When to Hang Up the Keys
The optimum time to hang up the keys is before someone gets killed. If you know there is an unsafe driver on the road, you are responsible to do whatever it takes to get that driver off the road. Having your mom threaten to stop cutting your sandwiches in triangles is a much better alternative than having a loved one or an innocent bystander cut into triangles by an out-of-control motorized vehicle. Look for the following signs:
- If nobody dare ride with an elderly loved one, there’s a reason. When an elderly loved one’s driving causes you to soil yourself, slam on imaginary brakes, or break into a cold sweat, it’s time to have a conversation. Abrupt lane changes, unnecessary braking or accelerating, erratic use of turn signals, lane drifting, and driving on the wrong side of the road signal danger.
- Because the alternative to growing old is dying, many people wish to continue growing old, even if they do not have full control over their reflexes. Despite not having full control over reflexes, people still want to keep driving.
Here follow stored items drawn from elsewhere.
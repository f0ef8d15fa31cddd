//! Interactive HTML charts comparing two parameters at one site.

pub mod error;

use crate::analysis::summary::{observations, Observation};
use crate::config::ChartSettings;
use crate::utils::ensure_parent_dir;
use chrono::NaiveDateTime;
use error::ChartError;
use log::{info, warn};
use plotlars::{Axis, AxisSide, Legend, Line, Plot, Rgb, ScatterPlot, Shape, Text, TimeSeriesPlot};
use polars::prelude::*;
use std::collections::{BTreeMap, BTreeSet};
use std::path::{Path, PathBuf};

const PRIMARY_COLOR: Rgb = Rgb(70, 130, 180);
const SECONDARY_COLOR: Rgb = Rgb(255, 165, 0);

/// Site names, sorted, that have at least one row for each parameter.
pub fn sites_with_both_parameters(
    df: &DataFrame,
    primary: &str,
    secondary: &str,
) -> Result<Vec<String>, ChartError> {
    Ok(sites_having_both(&observations(df)?, primary, secondary))
}

fn sites_having_both(observations: &[Observation], primary: &str, secondary: &str) -> Vec<String> {
    let sites_with = |parameter: &str| -> BTreeSet<&str> {
        observations
            .iter()
            .filter(|o| o.parameter == parameter)
            .map(|o| o.site.as_str())
            .collect()
    };
    sites_with(primary)
        .intersection(&sites_with(secondary))
        .map(|s| s.to_string())
        .collect()
}

/// Renders the dual-axis time series and the scatter chart for the first site
/// that measures both configured parameters. Returns the files written.
///
/// Missing parameters, no qualifying site or no shared timestamps are logged
/// and skipped rather than treated as errors.
pub fn render_charts(df: &DataFrame, settings: &ChartSettings) -> Result<Vec<PathBuf>, ChartError> {
    let Some((primary, secondary)) = &settings.parameters else {
        info!("No chart parameters configured, skipping charts");
        return Ok(Vec::new());
    };
    if primary == secondary {
        warn!("Chart parameters are both '{primary}', skipping charts");
        return Ok(Vec::new());
    }

    let all = observations(df)?;
    let Some(site) = sites_having_both(&all, primary, secondary).into_iter().next() else {
        warn!("No site has data for both '{primary}' and '{secondary}', skipping charts");
        return Ok(Vec::new());
    };
    let site_rows: Vec<&Observation> = all.iter().filter(|o| o.site == site).collect();
    info!("Charting '{primary}' against '{secondary}' for {site}");

    let mut written = Vec::new();

    let daily = dual_axis_frame(&site_rows, primary, secondary)?;
    let dual_axis = TimeSeriesPlot::builder()
        .data(&daily)
        .x("date")
        .y(primary.as_str())
        .additional_series(vec![secondary.as_str()])
        .size(6)
        .colors(vec![PRIMARY_COLOR, SECONDARY_COLOR])
        .lines(vec![Line::Solid, Line::Solid])
        .with_shape(true)
        .shapes(vec![Shape::Circle, Shape::Circle])
        .plot_title(Text::from(format!("{primary} and {secondary} over time - {site}").as_str()).size(18))
        .legend(&Legend::new().x(0.05).y(1.1))
        .x_title("Date")
        .y_title(Text::from(axis_label(&site_rows, primary).as_str()).color(PRIMARY_COLOR))
        .y_title2(Text::from(axis_label(&site_rows, secondary).as_str()).color(SECONDARY_COLOR))
        .y_axis(&Axis::new().value_color(PRIMARY_COLOR))
        .y_axis2(
            &Axis::new()
                .axis_side(AxisSide::Right)
                .value_color(SECONDARY_COLOR)
                .show_grid(false),
        )
        .build();
    write_chart(&dual_axis, &settings.dual_axis_path, settings.open_in_browser)?;
    written.push(settings.dual_axis_path.clone());

    let pairs = scatter_frame(&site_rows, primary, secondary)?;
    if pairs.height() == 0 {
        warn!("'{primary}' and '{secondary}' share no timestamps at {site}, skipping scatter chart");
        return Ok(written);
    }
    let scatter = ScatterPlot::builder()
        .data(&pairs)
        .x(secondary.as_str())
        .y(primary.as_str())
        .size(10)
        .colors(vec![PRIMARY_COLOR])
        .plot_title(Text::from(format!("Relationship between {secondary} and {primary} - {site}").as_str()).size(18))
        .x_title(axis_label(&site_rows, secondary).as_str())
        .y_title(axis_label(&site_rows, primary).as_str())
        .build();
    write_chart(&scatter, &settings.scatter_path, settings.open_in_browser)?;
    written.push(settings.scatter_path.clone());

    Ok(written)
}

fn write_chart(chart: &impl Plot, path: &Path, open_in_browser: bool) -> Result<(), ChartError> {
    ensure_parent_dir(path).map_err(|e| ChartError::DirCreation(path.to_path_buf(), e))?;
    chart.write_html(path.to_string_lossy().into_owned());
    info!("Saved chart to {:?}", path);
    if open_in_browser {
        chart.plot();
    }
    Ok(())
}

fn axis_label(rows: &[&Observation], parameter: &str) -> String {
    let unit = rows
        .iter()
        .find(|o| o.parameter == parameter)
        .and_then(|o| o.unit.as_deref());
    match unit {
        Some(unit) => format!("{parameter} ({unit})"),
        None => parameter.to_string(),
    }
}

/// One row per day with a column for each parameter. A later value on the
/// same day replaces an earlier one; undated rows are left out.
fn dual_axis_frame(
    rows: &[&Observation],
    primary: &str,
    secondary: &str,
) -> Result<DataFrame, ChartError> {
    let mut days: BTreeMap<String, (Option<f64>, Option<f64>)> = BTreeMap::new();
    for obs in rows {
        let Some(time) = obs.time else { continue };
        let day = days.entry(time.format("%Y-%m-%d").to_string()).or_default();
        if obs.parameter == primary {
            day.0 = Some(obs.value);
        } else if obs.parameter == secondary {
            day.1 = Some(obs.value);
        }
    }

    let dates: Vec<&str> = days.keys().map(String::as_str).collect();
    let first: Vec<Option<f64>> = days.values().map(|v| v.0).collect();
    let second: Vec<Option<f64>> = days.values().map(|v| v.1).collect();
    Ok(DataFrame::new(vec![
        Column::new("date".into(), dates),
        Column::new(primary.into(), first),
        Column::new(secondary.into(), second),
    ])?)
}

/// Every (primary, secondary) pair of values recorded at the same timestamp,
/// ordered by time.
fn scatter_frame(
    rows: &[&Observation],
    primary: &str,
    secondary: &str,
) -> Result<DataFrame, ChartError> {
    let mut by_time: BTreeMap<NaiveDateTime, (Vec<f64>, Vec<f64>)> = BTreeMap::new();
    for obs in rows {
        let Some(time) = obs.time else { continue };
        let slot = by_time.entry(time).or_default();
        if obs.parameter == primary {
            slot.0.push(obs.value);
        } else if obs.parameter == secondary {
            slot.1.push(obs.value);
        }
    }

    let mut ys = Vec::new();
    let mut xs = Vec::new();
    for (first, second) in by_time.values() {
        for y in first {
            for x in second {
                ys.push(*y);
                xs.push(*x);
            }
        }
    }
    Ok(DataFrame::new(vec![
        Column::new(secondary.into(), xs),
        Column::new(primary.into(), ys),
    ])?)
}
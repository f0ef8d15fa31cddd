use thiserror::Error;

#[derive(Debug, Error)]
pub enum FetchError {
    #[error("Failed to build HTTP client")]
    ClientBuild(#[source] reqwest::Error),

    #[error("Network request failed for {0}")]
    NetworkRequest(String, #[source] reqwest::Error),

    #[error("HTTP request failed for {url} with status {status}")]
    HttpStatus {
        url: String,
        status: reqwest::StatusCode,
        #[source]
        source: reqwest::Error,
    },

    #[error("Response from {url} is not valid JSON")]
    JsonParse {
        url: String,
        #[source]
        source: serde_json::Error,
    },

    #[error("No monitoring location IDs found in locations collection")]
    NoLocationIds,
}
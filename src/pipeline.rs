//! The end-to-end run: fetch, cache, tabulate, clean, summarize and chart.

use crate::analysis::summary::{print_summary, summarize_by_site, SiteSummary};
use crate::charts::render_charts;
use crate::config::PipelineConfig;
use crate::daily_values::{save_daily_values, DailyValuesFetcher};
use crate::error::PipelineError;
use crate::fetch::{FeatureSource, HttpSource};
use crate::lookups::{get_locations, get_parameter_codes, get_statistic_codes};
use crate::tables::cleaner::clean_and_transform;
use crate::tables::export::save_dataframe;
use crate::tables::joiner::join_daily_values_with_locations;
use crate::tables::loader::{load_daily_values_and_locations, load_lookup_tables};
use log::info;
use std::path::PathBuf;

/// What a successful run produced.
#[derive(Debug, Clone)]
pub struct RunReport {
    pub daily_values_path: PathBuf,
    pub cleaned_path: PathBuf,
    pub cleaned_rows: usize,
    pub summaries: Vec<SiteSummary>,
    pub charts: Vec<PathBuf>,
}

/// Runs the whole pipeline against `source`.
pub fn run(config: &PipelineConfig, source: &dyn FeatureSource) -> Result<RunReport, PipelineError> {
    let (locations, locations_path) =
        get_locations(&config.locations, config.refresh_locations, source)?;
    let parameter_codes_path = get_parameter_codes(
        &config.parameter_codes,
        config.refresh_parameter_codes,
        source,
    )?;
    let statistic_codes_path = get_statistic_codes(
        &config.statistic_codes,
        config.refresh_statistic_codes,
        source,
    )?;

    let daily_values = DailyValuesFetcher::new(source, &config.daily_values).fetch(&locations)?;
    let daily_values_path =
        save_daily_values(&daily_values, &config.daily_values.endpoint.output_file)?;

    let (mut daily_values_df, mut locations_df) =
        load_daily_values_and_locations(&daily_values_path, &locations_path)?;
    let (parameter_codes_df, statistic_codes_df) =
        load_lookup_tables(&parameter_codes_path, &statistic_codes_path)?;
    info!(
        "Loaded tables: daily values {:?}, locations {:?}, parameter codes {:?}, statistic codes {:?}",
        daily_values_df.shape(),
        locations_df.shape(),
        parameter_codes_df.shape(),
        statistic_codes_df.shape()
    );

    let outputs = &config.outputs;
    save_dataframe(&mut daily_values_df, &outputs.daily_values)?;
    save_dataframe(&mut locations_df, &outputs.locations)?;

    let mut joined = join_daily_values_with_locations(&daily_values_df, &locations_df)?;
    save_dataframe(&mut joined, &outputs.joined)?;

    let mut cleaned = clean_and_transform(&joined, &parameter_codes_df, &statistic_codes_df)?;
    save_dataframe(&mut cleaned, &outputs.cleaned)?;

    let summaries = summarize_by_site(&cleaned)?;
    print_summary(&summaries);

    let charts = render_charts(&cleaned, &config.charts)?;

    Ok(RunReport {
        daily_values_path,
        cleaned_path: outputs.cleaned.clone(),
        cleaned_rows: cleaned.height(),
        summaries,
        charts,
    })
}

/// [`run`] over HTTP with the configured timeout.
pub fn run_with_http(config: &PipelineConfig) -> Result<RunReport, PipelineError> {
    let source = HttpSource::new(config.timeout)?;
    run(config, &source)
}

#[cfg(test)]
mod tests {
    use super::*;
    use crate::config::tests::complete_settings;
    use crate::fetch::error::FetchError;
    use crate::fetch::testing::RecordingSource;
    use serde_json::{json, Value};
    use tempfile::TempDir;

    fn config(dir: &TempDir, charted: bool) -> PipelineConfig {
        let mut settings = complete_settings();
        let path = |name: &str| dir.path().join(name).to_string_lossy().into_owned();
        settings.insert("OUTPUT_FILE", path("cache/locations.json"));
        settings.insert("PARAM_CODES_OUTPUT_FILE", path("cache/parameter_codes.json"));
        settings.insert("STAT_CODES_OUTPUT_FILE", path("cache/statistic_codes.json"));
        settings.insert("DV_OUTPUT_FILE", path("cache/daily_values.json"));
        settings.insert("DV_BATCH_SIZE", "2".to_string());
        settings.insert("OUTPUT_DV_DATAFRAME", path("outputs/daily_values.csv"));
        settings.insert("OUTPUT_LOCATIONS_DATAFRAME", path("outputs/locations.csv"));
        settings.insert("OUTPUT_JOINED_DATAFRAME", path("outputs/joined.csv"));
        settings.insert("OUTPUT_CLEANED_DATAFRAME", path("outputs/cleaned.csv"));
        settings.insert("OUTPUT_DUAL_AXIS_PLOT", path("outputs/dual_axis.html"));
        settings.insert("OUTPUT_SCATTER_PLOT", path("outputs/scatter.html"));
        if charted {
            settings.insert("PLOT_PARAMETER_1", "Discharge".to_string());
            settings.insert("PLOT_PARAMETER_2", "Temperature, water".to_string());
        }
        PipelineConfig::from_lookup(|key| settings.get(key).cloned()).unwrap()
    }

    fn locations() -> Value {
        json!({
            "type": "FeatureCollection",
            "features": [
                {"id": "USGS-1", "properties": {"id": "USGS-1", "monitoring_location_name": "RIO GRANDE", "state_name": "New Mexico"}},
                {"id": "USGS-2", "properties": {"id": "USGS-2", "monitoring_location_name": "RIO CHAMA", "state_name": "New Mexico"}},
                {"id": "USGS-3", "properties": {"id": "USGS-3", "monitoring_location_name": "PECOS RIVER", "state_name": "New Mexico"}},
            ],
        })
    }

    fn parameter_codes() -> Value {
        json!({"features": [
            {"properties": {"id": "00060", "parameter_name": "Discharge"}},
            {"properties": {"id": "00010", "parameter_name": "Temperature, water"}},
        ]})
    }

    fn statistic_codes() -> Value {
        json!({"features": [{"properties": {"id": "00003", "statistic_description": "Mean"}}]})
    }

    fn daily_value(id: &str, site: &str, code: &str, day: u32, value: &str) -> Value {
        json!({"type": "Feature", "properties": {
            "id": id,
            "monitoring_location_id": site,
            "parameter_code": code,
            "statistic_id": "00003",
            "time": format!("2025-06-{day:02}"),
            "value": value,
            "unit_of_measure": if code == "00060" { "ft^3/s" } else { "degC" },
            "approval_status": "Provisional",
            "qualifier": null,
            "last_modified": "2025-06-10T12:00:00+00:00",
        }})
    }

    fn first_batch() -> Value {
        json!({
            "type": "FeatureCollection",
            "numberReturned": 4,
            "features": [
                daily_value("dv-1", "USGS-1", "00060", 1, "100"),
                daily_value("dv-2", "USGS-1", "00010", 1, "18.5"),
                daily_value("dv-3", "USGS-1", "00060", 2, "120"),
                daily_value("dv-4", "USGS-2", "00060", 1, "not_a_number"),
            ],
        })
    }

    fn second_batch() -> Value {
        json!({
            "type": "FeatureCollection",
            "features": [daily_value("dv-5", "USGS-3", "00060", 1, "7.5")],
        })
    }

    #[test]
    fn runs_end_to_end() {
        let dir = TempDir::new().unwrap();
        let config = config(&dir, true);
        let source = RecordingSource::with_responses([
            locations(),
            parameter_codes(),
            statistic_codes(),
            first_batch(),
            second_batch(),
        ]);

        let report = run(&config, &source).unwrap();

        let calls = source.calls();
        assert_eq!(calls.len(), 5);
        assert_eq!(calls[3].0, "https://api.example/daily");
        assert_eq!(RecordingSource::param(&calls[3].1, "monitoring_location_id"), Some("USGS-1,USGS-2"));
        assert_eq!(RecordingSource::param(&calls[4].1, "monitoring_location_id"), Some("USGS-3"));

        assert_eq!(report.cleaned_rows, 4);
        assert_eq!(report.cleaned_path, config.outputs.cleaned);
        for csv in [
            &config.outputs.daily_values,
            &config.outputs.locations,
            &config.outputs.joined,
            &config.outputs.cleaned,
        ] {
            assert!(csv.is_file(), "{csv:?} was not written");
        }

        let saved: Value =
            serde_json::from_str(&std::fs::read_to_string(&report.daily_values_path).unwrap())
                .unwrap();
        assert_eq!(saved["total_features"], 5);
        assert_eq!(saved["batches"], 2);
        assert_eq!(saved["numberReturned"], 5);

        let rio_grande_flow = report
            .summaries
            .iter()
            .find(|s| s.site == "RIO GRANDE" && s.parameter == "Discharge")
            .unwrap();
        assert_eq!(rio_grande_flow.observations, 2);
        assert_eq!(rio_grande_flow.most_recent_value, 120.0);
        assert_eq!(report.summaries.len(), 3);

        assert_eq!(report.charts.len(), 2);
    }

    #[test]
    fn second_run_reuses_cached_lookups() {
        let dir = TempDir::new().unwrap();
        let config = config(&dir, false);
        let first = RecordingSource::with_responses([
            locations(),
            parameter_codes(),
            statistic_codes(),
            first_batch(),
            second_batch(),
        ]);
        run(&config, &first).unwrap();

        let second = RecordingSource::with_responses([first_batch(), second_batch()]);
        let report = run(&config, &second).unwrap();

        let urls: Vec<String> = second.calls().into_iter().map(|(url, _)| url).collect();
        assert_eq!(urls, ["https://api.example/daily", "https://api.example/daily"]);
        assert!(report.charts.is_empty());
    }

    #[test]
    fn failing_batch_aborts_before_any_table_is_written() {
        let dir = TempDir::new().unwrap();
        let config = config(&dir, false);
        let source = RecordingSource::with_responses([
            locations(),
            parameter_codes(),
            statistic_codes(),
            first_batch(),
        ]);
        source.push_error(FetchError::NoLocationIds);

        let err = run(&config, &source).unwrap_err();

        assert!(matches!(err, PipelineError::Fetch(_)));
        assert!(!config.outputs.daily_values.exists());
        assert!(!config.daily_values.endpoint.output_file.exists());
    }
}
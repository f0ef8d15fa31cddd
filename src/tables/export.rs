use crate::tables::error::TableError;
use crate::utils::ensure_parent_dir;
use log::info;
use polars::prelude::*;
use std::fs::File;
use std::path::Path;

/// Writes `df` as a headed CSV, creating the parent directory when needed.
pub fn save_dataframe(df: &mut DataFrame, path: &Path) -> Result<(), TableError> {
    ensure_parent_dir(path).map_err(|e| TableError::OutputDir(path.to_path_buf(), e))?;
    let mut file = File::create(path).map_err(|e| TableError::CsvWriteIo(path.to_path_buf(), e))?;
    CsvWriter::new(&mut file)
        .include_header(true)
        .finish(df)
        .map_err(|e| TableError::CsvWritePolars(path.to_path_buf(), e))?;
    info!("Saved {} rows to {:?}", df.height(), path);
    Ok(())
}
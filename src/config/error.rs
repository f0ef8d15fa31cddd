use thiserror::Error;

/// Every missing or malformed setting found while building a
/// [`crate::PipelineConfig`], reported together.
#[derive(Debug, Error, PartialEq, Eq)]
#[error("invalid configuration:\n  - {}", .problems.join("\n  - "))]
pub struct ConfigError {
    pub problems: Vec<String>,
}

#[cfg(test)]
impl ConfigError {
    /// Whether any recorded problem contains `key`.
    pub(crate) fn mentions(&self, key: &str) -> bool {
        self.problems.iter().any(|p| p.contains(key))
    }
}
//! Run configuration, read once from the environment (and an optional `.env`
//! file) and validated up front.
//!
//! Every problem found is collected into a single [`ConfigError`] so a broken
//! setup is reported in one go instead of failing on the first bad key.

pub mod error;

use crate::utils::default_cache_dir;
use bon::Builder;
use error::ConfigError;
use serde_json::{Map, Value};
use std::path::PathBuf;
use std::str::FromStr;
use std::time::Duration;

/// One upstream endpoint: where to fetch, the shared query template, and the
/// file its JSON response is cached in.
#[derive(Debug, Clone, PartialEq, Builder)]
pub struct Endpoint {
    #[builder(into)]
    pub base_url: String,
    #[builder(default)]
    pub query: Map<String, Value>,
    #[builder(into)]
    pub output_file: PathBuf,
}

/// Settings specific to the batched daily-values fetch.
#[derive(Debug, Clone, PartialEq, Builder)]
pub struct DailyValuesSettings {
    pub endpoint: Endpoint,
    pub time_range_days: u32,
    pub batch_size: usize,
}

/// CSV destinations for the intermediate and final tables.
#[derive(Debug, Clone, PartialEq)]
pub struct TableOutputs {
    pub daily_values: PathBuf,
    pub locations: PathBuf,
    pub joined: PathBuf,
    pub cleaned: PathBuf,
}

/// Which two parameters to chart against each other, and where the charts go.
#[derive(Debug, Clone, PartialEq, Builder)]
pub struct ChartSettings {
    /// `(primary, secondary)` parameter names. Charts are skipped when unset.
    pub parameters: Option<(String, String)>,
    #[builder(into)]
    pub dual_axis_path: PathBuf,
    #[builder(into)]
    pub scatter_path: PathBuf,
    #[builder(default)]
    pub open_in_browser: bool,
}

/// Everything a pipeline run needs.
#[derive(Debug, Clone, PartialEq)]
pub struct PipelineConfig {
    pub locations: Endpoint,
    pub refresh_locations: bool,
    pub parameter_codes: Endpoint,
    pub refresh_parameter_codes: bool,
    pub statistic_codes: Endpoint,
    pub refresh_statistic_codes: bool,
    pub daily_values: DailyValuesSettings,
    pub timeout: Duration,
    pub outputs: TableOutputs,
    pub charts: ChartSettings,
}

impl PipelineConfig {
    /// Loads `.env` (if present) and reads the process environment.
    pub fn from_env() -> Result<Self, ConfigError> {
        dotenv::dotenv().ok();
        Self::from_lookup(|key| std::env::var(key).ok())
    }

    /// Builds the configuration from an arbitrary key lookup.
    pub fn from_lookup<F>(lookup: F) -> Result<Self, ConfigError>
    where
        F: Fn(&str) -> Option<String>,
    {
        let mut reader = SettingsReader::new(lookup);

        let locations = reader.endpoint(
            "USGS_LOCATIONS_BASE_URL",
            "QUERY_PARAMS",
            "OUTPUT_FILE",
            "locations.json",
        );
        let refresh_locations = reader.flag("REFRESH_LOCATIONS");

        let parameter_codes = reader.endpoint(
            "USGS_PARAMETER_CODES_BASE_URL",
            "PARAM_CODES_QUERY_PARAMS",
            "PARAM_CODES_OUTPUT_FILE",
            "parameter_codes.json",
        );
        let refresh_parameter_codes = reader.flag("REFRESH_PARAMETER_CODES");

        let statistic_codes = reader.endpoint(
            "USGS_STATISTIC_CODES_BASE_URL",
            "STAT_CODES_QUERY_PARAMS",
            "STAT_CODES_OUTPUT_FILE",
            "statistic_codes.json",
        );
        let refresh_statistic_codes = reader.flag("REFRESH_STATISTIC_CODES");

        let daily_values_endpoint = reader.endpoint(
            "USGS_DV_BASE_URL",
            "DV_QUERY_PARAMS",
            "DV_OUTPUT_FILE",
            "daily_values.json",
        );
        let time_range_days = reader.positive::<u32>("DV_TIME_RANGE_DAYS");
        let batch_size = reader.positive::<usize>("DV_BATCH_SIZE");
        let timeout_seconds = reader.positive::<u64>("API_TIMEOUT_SECONDS");

        let outputs = TableOutputs {
            daily_values: reader.path_or("OUTPUT_DV_DATAFRAME", "outputs/daily_values.csv"),
            locations: reader.path_or("OUTPUT_LOCATIONS_DATAFRAME", "outputs/locations.csv"),
            joined: reader.path_or("OUTPUT_JOINED_DATAFRAME", "outputs/joined.csv"),
            cleaned: reader.path_or("OUTPUT_CLEANED_DATAFRAME", "outputs/cleaned.csv"),
        };

        let parameters = match (
            reader.optional("PLOT_PARAMETER_1"),
            reader.optional("PLOT_PARAMETER_2"),
        ) {
            (Some(first), Some(second)) => Some((first, second)),
            (None, None) => None,
            _ => {
                reader.problem("PLOT_PARAMETER_1 and PLOT_PARAMETER_2 must be set together");
                None
            }
        };
        let charts = ChartSettings {
            parameters,
            dual_axis_path: reader.path_or("OUTPUT_DUAL_AXIS_PLOT", "outputs/dual_axis.html"),
            scatter_path: reader.path_or("OUTPUT_SCATTER_PLOT", "outputs/scatter.html"),
            open_in_browser: reader.flag("OPEN_CHARTS"),
        };

        reader.finish()?;

        // `finish` only succeeds when every required value was read, so the
        // placeholders below are never observed.
        Ok(Self {
            locations: locations.unwrap_or_else(placeholder_endpoint),
            refresh_locations,
            parameter_codes: parameter_codes.unwrap_or_else(placeholder_endpoint),
            refresh_parameter_codes,
            statistic_codes: statistic_codes.unwrap_or_else(placeholder_endpoint),
            refresh_statistic_codes,
            daily_values: DailyValuesSettings {
                endpoint: daily_values_endpoint.unwrap_or_else(placeholder_endpoint),
                time_range_days: time_range_days.unwrap_or_default(),
                batch_size: batch_size.unwrap_or_default(),
            },
            timeout: Duration::from_secs(timeout_seconds.unwrap_or_default()),
            outputs,
            charts,
        })
    }
}

fn placeholder_endpoint() -> Endpoint {
    Endpoint {
        base_url: String::new(),
        query: Map::new(),
        output_file: PathBuf::new(),
    }
}

/// Reads settings through a lookup, recording problems instead of stopping.
struct SettingsReader<F> {
    lookup: F,
    problems: Vec<String>,
}

impl<F> SettingsReader<F>
where
    F: Fn(&str) -> Option<String>,
{
    fn new(lookup: F) -> Self {
        Self {
            lookup,
            problems: Vec::new(),
        }
    }

    fn problem(&mut self, message: impl Into<String>) {
        self.problems.push(message.into());
    }

    /// Blank values count as unset.
    fn optional(&self, key: &str) -> Option<String> {
        (self.lookup)(key)
            .map(|v| v.trim().to_string())
            .filter(|v| !v.is_empty())
    }

    fn required(&mut self, key: &str) -> Option<String> {
        let value = self.optional(key);
        if value.is_none() {
            self.problem(format!("Missing {key}"));
        }
        value
    }

    fn json_object(&mut self, key: &str) -> Option<Map<String, Value>> {
        let raw = self.optional(key);
        let Some(raw) = raw else {
            self.problem(format!("Missing {key} (must be a JSON object)"));
            return None;
        };
        match serde_json::from_str::<Value>(&raw) {
            Ok(Value::Object(map)) => Some(map),
            Ok(_) => {
                self.problem(format!("{key} must be a JSON object"));
                None
            }
            Err(e) => {
                self.problem(format!("{key} is not valid JSON: {e}"));
                None
            }
        }
    }

    fn positive<T>(&mut self, key: &str) -> Option<T>
    where
        T: FromStr + Default + PartialOrd,
    {
        let raw = self.required(key)?;
        match raw.parse::<T>() {
            Ok(value) if value > T::default() => Some(value),
            Ok(_) => {
                self.problem(format!("{key} must be greater than zero, got '{raw}'"));
                None
            }
            Err(_) => {
                self.problem(format!("{key} must be a positive integer, got '{raw}'"));
                None
            }
        }
    }

    fn flag(&mut self, key: &str) -> bool {
        let Some(raw) = self.optional(key) else {
            return false;
        };
        match raw.to_ascii_lowercase().as_str() {
            "true" | "1" | "yes" => true,
            "false" | "0" | "no" => false,
            _ => {
                self.problem(format!("{key} must be true or false, got '{raw}'"));
                false
            }
        }
    }

    fn path_or(&self, key: &str, default: &str) -> PathBuf {
        self.optional(key)
            .map(PathBuf::from)
            .unwrap_or_else(|| PathBuf::from(default))
    }

    /// Cache files default to the system cache directory.
    fn cache_path(&mut self, key: &str, file_name: &str) -> Option<PathBuf> {
        if let Some(path) = self.optional(key) {
            return Some(PathBuf::from(path));
        }
        match default_cache_dir() {
            Some(dir) => Some(dir.join(file_name)),
            None => {
                self.problem(format!(
                    "{key} is not set and the system cache directory could not be determined"
                ));
                None
            }
        }
    }

    fn endpoint(
        &mut self,
        url_key: &str,
        query_key: &str,
        output_key: &str,
        default_file_name: &str,
    ) -> Option<Endpoint> {
        let base_url = self.required(url_key);
        let query = self.json_object(query_key);
        let output_file = self.cache_path(output_key, default_file_name);
        Some(Endpoint {
            base_url: base_url?,
            query: query?,
            output_file: output_file?,
        })
    }

    fn finish(self) -> Result<(), ConfigError> {
        if self.problems.is_empty() {
            Ok(())
        } else {
            Err(ConfigError {
                problems: self.problems,
            })
        }
    }
}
Drivers should be capable of looking over their shoulder, moving their hands and feet, reacting in an appropriate amount of time to other drivers, flipping off motorists who cut them off, and instinctively knowing what each pedal on the floor does.
- Repeated close calls and traffic citations do not occur because the police are out to get your 92-year old grandpa. The three missing mailboxes, the dent in the garage door, and the missing paint on the passenger’s side indicate danger is afoot every time a driver is behind the wheel. Missing turns, getting lost, and completely ignoring road signs and pedestrians indicate it’s time to hang up the keys.
How to Tell an Elderly Loved One to Stop Driving
In a perfect world the decision to stop driving will be done by the elderly loved one. In your world that’s not happening so you need to make the decision for him or her. Here are suggestions for making this unpleasant conversation not as unpleasant:
- Be loving and respectful. Now is not the time for jokes, even if those kittens scrambling in terror as grandma pulled in the driveway lifted everyone’s mood. Show empathy. Think about the last time you were without a car. It sucked, didn’t it?
- Encourage your loved one to do an honest self evaluation.
- Find alternative transportation. This should be done before the conversation. Offer to help your loved one get accustomed to public transportation or ride sharing. As a family, share responsibilities for helping elderly parents or relatives get to doctor’s appointments and other important appointments. Taking away an elderly loved one’s driving privileges is an unselfish act, meaning you might have to give rides.
- Be clear and direct.
- If necessary, take the keys. This sounds harsh. It is harsh, actually. Not as harsh as a traffic fatality.
- As a last resort, contact the Department of Motor Vehicles or the family physician to intervene.